What is "real" food? In short, it is food that is (ideally)"organically" grown, without chemicals - or at least "sustainably" grown with a minimum of chemicals. Ideally such food would be grown on healthy, carefully managed, nutrient-rich soils and it would come to the consumer in as fresh and unprocessed a state as possible. This means essentially that such food is best found locally, rather than half way around the world.

While many people equate "healthy" food with fresh produce, it is important to understand that REAL food includes Grass Fed, pastured meat, poultry and dairy. These kinds of foods are also the most nutrient dense, ounce per ounce, of all foods.

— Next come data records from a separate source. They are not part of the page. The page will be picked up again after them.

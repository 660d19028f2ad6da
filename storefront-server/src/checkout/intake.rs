//! Order Intake
//!
//! Turns a validated cart into a persisted order. Reservation across the
//! whole cart is all-or-nothing: the first failure releases everything
//! acquired so far, and a persistence failure after full reservation does
//! the same, so stock is never left decremented for an order that does
//! not exist.

use std::sync::Arc;
use std::time::Duration;

use super::error::{CheckoutError, CheckoutResult};
use crate::db::models::{Order, OrderLineItem, OrderStatus, OrderTotals, Purchaser, ShippingAddress};
use crate::db::repository::OrderRepository;
use crate::inventory::InventoryLedger;
use crate::notify::{self, Notification, NotificationIntent, Notifier};
use crate::utils::now_millis;

/// One submitted cart line
#[derive(Debug, Clone)]
pub struct CartLine {
    pub product_id: String,
    pub quantity: i32,
}

/// Everything needed to place an order; the purchaser identity has
/// already been resolved
#[derive(Debug, Clone)]
pub struct PlaceOrder {
    pub items: Vec<CartLine>,
    pub shipping_address: ShippingAddress,
    pub payment_method: String,
    pub totals: OrderTotals,
    pub purchaser: Purchaser,
}

pub struct OrderIntake {
    ledger: Arc<InventoryLedger>,
    orders: OrderRepository,
    notifier: Arc<dyn Notifier>,
    notify_timeout: Duration,
}

impl OrderIntake {
    pub fn new(
        ledger: Arc<InventoryLedger>,
        orders: OrderRepository,
        notifier: Arc<dyn Notifier>,
        notify_timeout: Duration,
    ) -> Self {
        Self {
            ledger,
            orders,
            notifier,
            notify_timeout,
        }
    }

    /// Place an order: reserve stock line by line, persist, notify.
    ///
    /// On any failure every reservation made so far is released before the
    /// error is returned; a notification failure never affects the result.
    pub async fn place_order(&self, request: PlaceOrder) -> CheckoutResult<Order> {
        if request.items.is_empty() {
            return Err(CheckoutError::EmptyCart);
        }
        for line in &request.items {
            if line.quantity < 1 {
                return Err(CheckoutError::InvalidQuantity {
                    product_id: line.product_id.clone(),
                    quantity: line.quantity,
                });
            }
        }

        // Reserve in submission order, snapshotting each product at its
        // point of sale
        let mut reserved: Vec<(String, i64)> = Vec::with_capacity(request.items.len());
        let mut line_items: Vec<OrderLineItem> = Vec::with_capacity(request.items.len());
        for line in &request.items {
            let quantity = i64::from(line.quantity);
            match self.ledger.reserve(&line.product_id, quantity).await {
                Ok(product) => {
                    let product_id = product.id.clone().ok_or_else(|| {
                        CheckoutError::Storage("product record is missing its id".to_string())
                    })?;
                    reserved.push((line.product_id.clone(), quantity));
                    line_items.push(OrderLineItem {
                        product: product_id,
                        name: product.name,
                        price: product.price,
                        quantity: line.quantity,
                        image: product.image,
                    });
                }
                Err(e) => {
                    self.release_reserved(&reserved).await;
                    return Err(e.into());
                }
            }
        }

        let now = now_millis();
        let order = Order {
            id: None,
            items: line_items,
            purchaser: request.purchaser,
            shipping_address: request.shipping_address,
            payment_method: request.payment_method,
            totals: request.totals,
            status: OrderStatus::Pending,
            is_paid: false,
            paid_at: None,
            payment_result: None,
            is_delivered: false,
            delivered_at: None,
            created_at: now,
            updated_at: now,
        };

        let created = match self.orders.create(order).await {
            Ok(created) => created,
            Err(e) => {
                // Compensate: the order does not exist, so neither may the
                // decrements
                tracing::error!(error = %e, "Order persistence failed, releasing reservations");
                self.release_reserved(&reserved).await;
                return Err(CheckoutError::Storage(e.to_string()));
            }
        };

        tracing::info!(
            order_id = %created.id_string(),
            items = created.items.len(),
            grand_total = created.totals.grand_total,
            "Order placed"
        );

        notify::send_best_effort(
            self.notifier.as_ref(),
            Notification {
                recipient_email: created.purchaser.email().to_string(),
                recipient_name: created.purchaser.name().to_string(),
                intent: NotificationIntent::OrderPlaced,
                order_id: created.id_string(),
                summary: format!(
                    "Order received, total {}",
                    format_amount(created.totals.grand_total)
                ),
            },
            self.notify_timeout,
        )
        .await;

        Ok(created)
    }

    /// Release every reservation in `reserved`, logging failures.
    ///
    /// Releases run concurrently; the ledger serializes per product.
    async fn release_reserved(&self, reserved: &[(String, i64)]) {
        let releases = reserved.iter().map(|(product_id, quantity)| async move {
            if let Err(e) = self.ledger.release(product_id, *quantity).await {
                tracing::error!(
                    product_id = %product_id,
                    quantity,
                    error = %e,
                    "Failed to release reservation during rollback"
                );
            }
        });
        futures::future::join_all(releases).await;
    }
}

/// Render cents as a decimal amount for notification text
fn format_amount(cents: i64) -> String {
    format!("{}.{:02}", cents / 100, (cents % 100).abs())
}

Whether you are interested in saving the world, saving small family farmers and local economies, saving the environment - or "just" saving your health - make an effort to include plenty of such food in your diet.

Eat Wild is the best website around for those wishing to quickly discover the many benefits of grass fed and pastured animal meat, poultry and dairy products. Click on the "Shop for Local" button for locating a pasture-based farm near you. Note that some of the listed farms will ship to you. While at the site, be sure to read through the exceptional information it has available.

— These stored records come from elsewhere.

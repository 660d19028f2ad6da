//! Database Module
//!
//! Embedded SurrealDB (RocksDB engine) plus startup schema definition.

pub mod models;
pub mod repository;

use crate::utils::AppError;
use surrealdb::Surreal;
use surrealdb::engine::local::{Db, RocksDb};

/// Database service, owns the embedded database handle
#[derive(Clone)]
pub struct DbService {
    pub db: Surreal<Db>,
}

impl DbService {
    /// Open (or create) the database at `db_path` and define the schema
    pub async fn new(db_path: &str) -> Result<Self, AppError> {
        let db = Surreal::new::<RocksDb>(db_path)
            .await
            .map_err(|e| AppError::database(format!("Failed to open database: {e}")))?;

        db.use_ns("storefront")
            .use_db("storefront")
            .await
            .map_err(|e| AppError::database(format!("Failed to select namespace: {e}")))?;

        Self::define_schema(&db).await?;
        tracing::info!(path = %db_path, "Database ready");

        Ok(Self { db })
    }

    /// Tables and the indexes behind the hot queries
    async fn define_schema(db: &Surreal<Db>) -> Result<(), AppError> {
        db.query(
            "DEFINE TABLE IF NOT EXISTS product SCHEMALESS;
             DEFINE TABLE IF NOT EXISTS order SCHEMALESS;
             DEFINE INDEX IF NOT EXISTS order_created_at ON order FIELDS created_at;
             DEFINE INDEX IF NOT EXISTS order_purchaser_email ON order FIELDS purchaser.email;",
        )
        .await
        .map_err(|e| AppError::database(format!("Failed to define schema: {e}")))?
        .check()
        .map_err(|e| AppError::database(format!("Failed to define schema: {e}")))?;
        Ok(())
    }
}
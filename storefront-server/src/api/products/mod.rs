//! Product API Module
//!
//! Storefront reads plus minimal catalog management. Stock shown here is
//! informational; the order path reserves through the inventory ledger.

mod handler;

use axum::{
    Router,
    routing::get,
};

use crate::core::ServerState;

/// Product router
pub fn router() -> Router<ServerState> {
    Router::new().nest("/api/products", routes())
}

fn routes() -> Router<ServerState> {
    Router::new()
        .route("/", get(handler::list).post(handler::create))
        .route("/{id}", get(handler::get_by_id).put(handler::update))
}
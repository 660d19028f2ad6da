//! Unified error handling
//!
//! Application-level error type and response envelope:
//! - [`AppError`] - application error enum
//! - [`AppResponse`] - API response structure
//!
//! # Error code scheme
//!
//! | Prefix | Category | Example |
//! |--------|----------|---------|
//! | E0xxx | Request / business errors | E0003 resource not found |
//! | E3xxx | Authentication errors | E3001 missing identity |
//! | E9xxx | System errors | E9002 database error |

use axum::{
    Json,
    http::StatusCode,
    response::{IntoResponse, Response},
};
use serde::Serialize;
use tracing::error;

/// Uniform API response envelope
///
/// ```json
/// {
///   "code": "E0000",
///   "message": "Success",
///   "data": { ... }
/// }
/// ```
#[derive(Debug, Serialize)]
pub struct AppResponse<T> {
    /// Error code (E0000 on success)
    pub code: String,
    pub message: String,
    #[serde(skip_serializing_if = "Option::is_none")]
    pub data: Option<T>,
}

/// Application error enum
#[derive(Debug, thiserror::Error)]
pub enum AppError {
    // ========== Authentication (4xx) ==========
    #[error("Authentication required")]
    Unauthorized,

    // ========== Business logic (4xx) ==========
    #[error("Resource not found: {0}")]
    NotFound(String),

    #[error("Resource conflict: {0}")]
    Conflict(String),

    #[error("Validation failed: {0}")]
    Validation(String),

    #[error("Business rule violation: {0}")]
    BusinessRule(String),

    // ========== System (5xx) ==========
    #[error("Database error: {0}")]
    Database(String),

    #[error("Internal server error: {0}")]
    Internal(String),
}

impl IntoResponse for AppError {
    fn into_response(self) -> Response {
        let (status, code, message) = match &self {
            AppError::Unauthorized => (
                StatusCode::UNAUTHORIZED,
                "E3001",
                "Authentication required".to_string(),
            ),

            AppError::NotFound(msg) => (StatusCode::NOT_FOUND, "E0003", msg.clone()),

            AppError::Conflict(msg) => (StatusCode::CONFLICT, "E0004", msg.clone()),

            AppError::Validation(msg) => (StatusCode::BAD_REQUEST, "E0002", msg.clone()),

            AppError::BusinessRule(msg) => {
                (StatusCode::UNPROCESSABLE_ENTITY, "E0005", msg.clone())
            }

            AppError::Database(msg) => {
                error!(target: "database", error = %msg, "Database error occurred");
                (
                    StatusCode::INTERNAL_SERVER_ERROR,
                    "E9002",
                    "Database error".to_string(),
                )
            }

            AppError::Internal(msg) => {
                error!(target: "internal", error = %msg, "Internal error occurred");
                (
                    StatusCode::INTERNAL_SERVER_ERROR,
                    "E9001",
                    "Internal server error".to_string(),
                )
            }
        };

        let body = Json(AppResponse::<()> {
            code: code.to_string(),
            message,
            data: None,
        });

        (status, body).into_response()
    }
}

// ========== Helper Constructors ==========

impl AppError {
    pub fn not_found(msg: impl Into<String>) -> Self {
        Self::NotFound(msg.into())
    }

    pub fn conflict(msg: impl Into<String>) -> Self {
        Self::Conflict(msg.into())
    }

    pub fn validation(msg: impl Into<String>) -> Self {
        Self::Validation(msg.into())
    }

    pub fn business_rule(msg: impl Into<String>) -> Self {
        Self::BusinessRule(msg.into())
    }

    pub fn database(msg: impl Into<String>) -> Self {
        Self::Database(msg.into())
    }

    pub fn internal(msg: impl Into<String>) -> Self {
        Self::Internal(msg.into())
    }
}

/// Result type for API handlers
pub type AppResult<T> = Result<T, AppError>;

// ========== Helper functions ==========

/// Create a successful response
pub fn ok<T: Serialize>(data: T) -> Json<AppResponse<T>> {
    Json(AppResponse {
        code: "E0000".to_string(),
        message: "Success".to_string(),
        data: Some(data),
    })
}
//! Keyed async locks
//!
//! Serializes operations on a single resource (one product, one order)
//! while leaving different resources free to proceed concurrently.

use dashmap::DashMap;
use std::sync::Arc;
use tokio::sync::{Mutex, OwnedMutexGuard};

/// Lock map size warning threshold
const LOCK_MAP_WARN_THRESHOLD: usize = 10_000;

/// A map of per-key async mutexes.
///
/// Entries are created on first use and kept for the lifetime of the map;
/// the set of keys is bounded by the catalog/order population of the
/// process.
#[derive(Debug, Default)]
pub struct KeyedLocks {
    locks: DashMap<String, Arc<Mutex<()>>>,
}

impl KeyedLocks {
    pub fn new() -> Self {
        Self {
            locks: DashMap::new(),
        }
    }

    /// Acquire the lock for `key`, waiting if another task holds it.
    ///
    /// The entry's `Arc` is cloned out of the map before awaiting so the
    /// map shard is never held across an await point.
    pub async fn lock(&self, key: &str) -> OwnedMutexGuard<()> {
        let entry = self
            .locks
            .entry(key.to_string())
            .or_insert_with(|| Arc::new(Mutex::new(())))
            .clone();
        if self.locks.len() > LOCK_MAP_WARN_THRESHOLD {
            tracing::warn!(
                lock_count = self.locks.len(),
                "Keyed lock map exceeds threshold"
            );
        }
        entry.lock_owned().await
    }
}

The Weston A. Price Foundation is another exceptionally good and very extensive resourse for discovering the health benefits animal-sourced foods, including raw milk. It also has a good locator page to help you find local sources for fresh, nutrient dense foods as well as searching out a Weston A. Price chapter nearest you. The "Real Milk" campaign is one of this organization's most important campaigns. Find out why, and how to locate Real milk at the Real Milk website.

To get an idea of what may be done on a local level to forward the message of the joys and many benefits of fresh, locally available nutrient dense food, visit the websites of Traditional Nutrition, based in Elgin, Illinois and The Foundation for Real Nutrition and Sustainable Living, based in Downers Grove Illinois.

Websites devoted to helping communities promote more sustainable forms of agriculture and rebuild local food systems include the Food Routes network and Local Harvest. Note also that some CSA's (Community Supported Agriculture), are offering pastured meats, poultry, pork and dairy packages.

While local is almost always best - for the environment, for the economy, and for our health, the same cannot be said for the "organic" label, as this recent ruling by the USDA illustrates.

For this reason we offer the following article, in which the author suggests that we use the word "authentic" to mean "beyond organic". The article originally appeared in Mother Earth News and is now available in pdf format at Four Season Farm where you will find numerous other articles and information.

"Authentic Food - Beyond Organic: A Seal of Quality From a Farm Near You" by Eliot Coleman.

The label “organic” has lost the fluidity it used to hold for the growers more concerned with quality than the bottom line, and consumers more concerned with nutrition than a static set of standards for labeling. “Authentic” is meant to be the flexible term “organic” once was. It identifies fresh foods produced by local growers who want to focus on what they are doing instead of what they aren’t doing. (The word authentic derives from the Greek authentes: one who does things for him or herself.) The standards for a term like this shouldn’t be set in stone, but here is what I would like for growers to focus on:

  • All foods are produced by the growers who sell them.
  • Fresh fruits and vegetables, milk, eggs and meat products are produced within a 50-mile radius of their place of their final sale.
  • The seed and storage crops (grains, beans, nuts, potatoes, etc.) are produced within a 300-mile radius of their final sale.
  • Only traditional processed foods such as cheese, wine, bread and lactofermented products may claim, “Made with authentic ingredients.”
  • The growers’ fields, barns and greenhouses are open for inspection at any time, so customers themselves can be the certifiers of their food.
  • All agricultural practices used on farms selling under the “authentic” label are chosen to produce foods of the highest nutritional quality.
  • Soils are nourished, as in the natural world, with farm-derived organic mattr and mineral particles from ground rock.
  • Green manures and cover crops are included within broadly based crop rotations to maintain biological diversity.
  • A “plant positive” rather than “pest negative” philosophy is followed, focusing on correcting the cause of problems rather than treating symptoms.
  • Livestock are raised outdoors on grass-based pasture systems to the fullest extent possible.
  • The goal is vigorous, healthy crops and livestock endowed with their inherent powers of vitality and resistance.

“Authentic” growers are committed to suppying food that is fresh, ripe, clean, safe and nourishing. “Authentic” farms are genetically-modified-organism-free zones. I encourage all small growers who believe in exceptional food and use local markets to use the word “authentic” to mean “beyond organic.” With a definition that stresses local, seller-grown and fresh, there is little likelihood that large-scale marketers can appropriate this concept.